[Material provided — start]

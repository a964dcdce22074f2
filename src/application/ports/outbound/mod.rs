//! Outbound ports - Interfaces that the application requires from external systems

mod localization_port;
mod messaging_port;

pub use localization_port::LocalizationPort;
pub use messaging_port::{MessagingError, MessagingPort};
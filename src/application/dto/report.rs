//! End-of-game report and roster DTOs

use serde::{Deserialize, Serialize};

use crate::domain::aggregates::Game;
use crate::domain::entities::Role;
use crate::domain::errors::GameError;
use crate::domain::events::DomainEvent;
use crate::domain::value_objects::{Faction, GameId, PlayerId, PlayerStatus};

/// One recruited participant, as handed over by the orchestrator
#[derive(Debug, Clone, PartialEq, Eq, Serialize, Deserialize)]
pub struct RosterEntry {
    pub id: PlayerId,
    pub name: String,
}

impl RosterEntry {
    pub fn new(id: impl Into<PlayerId>, name: impl Into<String>) -> Self {
        Self {
            id: id.into(),
            name: name.into(),
        }
    }
}

#[derive(Debug, Clone, Serialize, Deserialize)]
pub struct PlayerReport {
    pub id: PlayerId,
    pub name: String,
    pub status: PlayerStatus,
    pub role: Option<Role>,
    pub winner: bool,
}

/// Final state of a finished game
#[derive(Debug, Clone, Serialize, Deserialize)]
pub struct GameReport {
    pub game_id: GameId,
    /// Completed nights
    pub turns: u32,
    pub winning_faction: Faction,
    pub winners: Vec<PlayerId>,
    pub players: Vec<PlayerReport>,
    pub events: Vec<DomainEvent>,
}

impl GameReport {
    pub fn from_game(game: &Game) -> Result<Self, GameError> {
        let outcome = game.outcome().ok_or(GameError::GameNotFinished(game.id()))?;

        let players = game
            .players()
            .iter()
            .map(|p| PlayerReport {
                id: p.id,
                name: p.name.clone(),
                status: p.status(),
                role: p.role(),
                winner: outcome.winners.contains(&p.id),
            })
            .collect();

        Ok(Self {
            game_id: game.id(),
            turns: game.turn(),
            winning_faction: outcome.faction,
            winners: outcome.winners.clone(),
            players,
            events: game.events().to_vec(),
        })
    }
}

[Material provided — finish]

Set down the data once more, word for word.

repository a964dcdce22074f2
filename src/application/ports/outbound/mod.rs
//! Outbound ports - Interfaces that the application requires from external systems

mod localization_port;
mod messaging_port;

pub use localization_port::LocalizationPort;
pub use messaging_port::{MessagingError, MessagingPort};
filename src/application/dto/report.rs
//! End-of-game report and roster DTOs

use serde::{Deserialize, Serialize};

use crate::domain::aggregates::Game;
use crate::domain::entities::Role;
use crate::domain::errors::GameError;
use crate::domain::events::DomainEvent;
use crate::domain::value_objects::{Faction, GameId, PlayerId, PlayerStatus};

/// One recruited participant, as handed over by the orchestrator
#[derive(Debug, Clone, PartialEq, Eq, Serialize, Deserialize)]
pub struct RosterEntry {
    pub id: PlayerId,
    pub name: String,
}

impl RosterEntry {
    pub fn new(id: impl Into<PlayerId>, name: impl Into<String>) -> Self {
        Self {
            id: id.into(),
            name: name.into(),
        }
    }
}

#[derive(Debug, Clone, Serialize, Deserialize)]
pub struct PlayerReport {
    pub id: PlayerId,
    pub name: String,
    pub status: PlayerStatus,
    pub role: Option<Role>,
    pub winner: bool,
}

/// Final state of a finished game
#[derive(Debug, Clone, Serialize, Deserialize)]
pub struct GameReport {
    pub game_id: GameId,
    /// Completed nights
    pub turns: u32,
    pub winning_faction: Faction,
    pub winners: Vec<PlayerId>,
    pub players: Vec<PlayerReport>,
    pub events: Vec<DomainEvent>,
}

impl GameReport {
    pub fn from_game(game: &Game) -> Result<Self, GameError> {
        let outcome = game.outcome().ok_or(GameError::GameNotFinished(game.id()))?;

        let players = game
            .players()
            .iter()
            .map(|p| PlayerReport {
                id: p.id,
                name: p.name.clone(),
                status: p.status(),
                role: p.role(),
                winner: outcome.winners.contains(&p.id),
            })
            .collect();

        Ok(Self {
            game_id: game.id(),
            turns: game.turn(),
            winning_faction: outcome.faction,
            winners: outcome.winners.clone(),
            players,
            events: game.events().to_vec(),
        })
    }
}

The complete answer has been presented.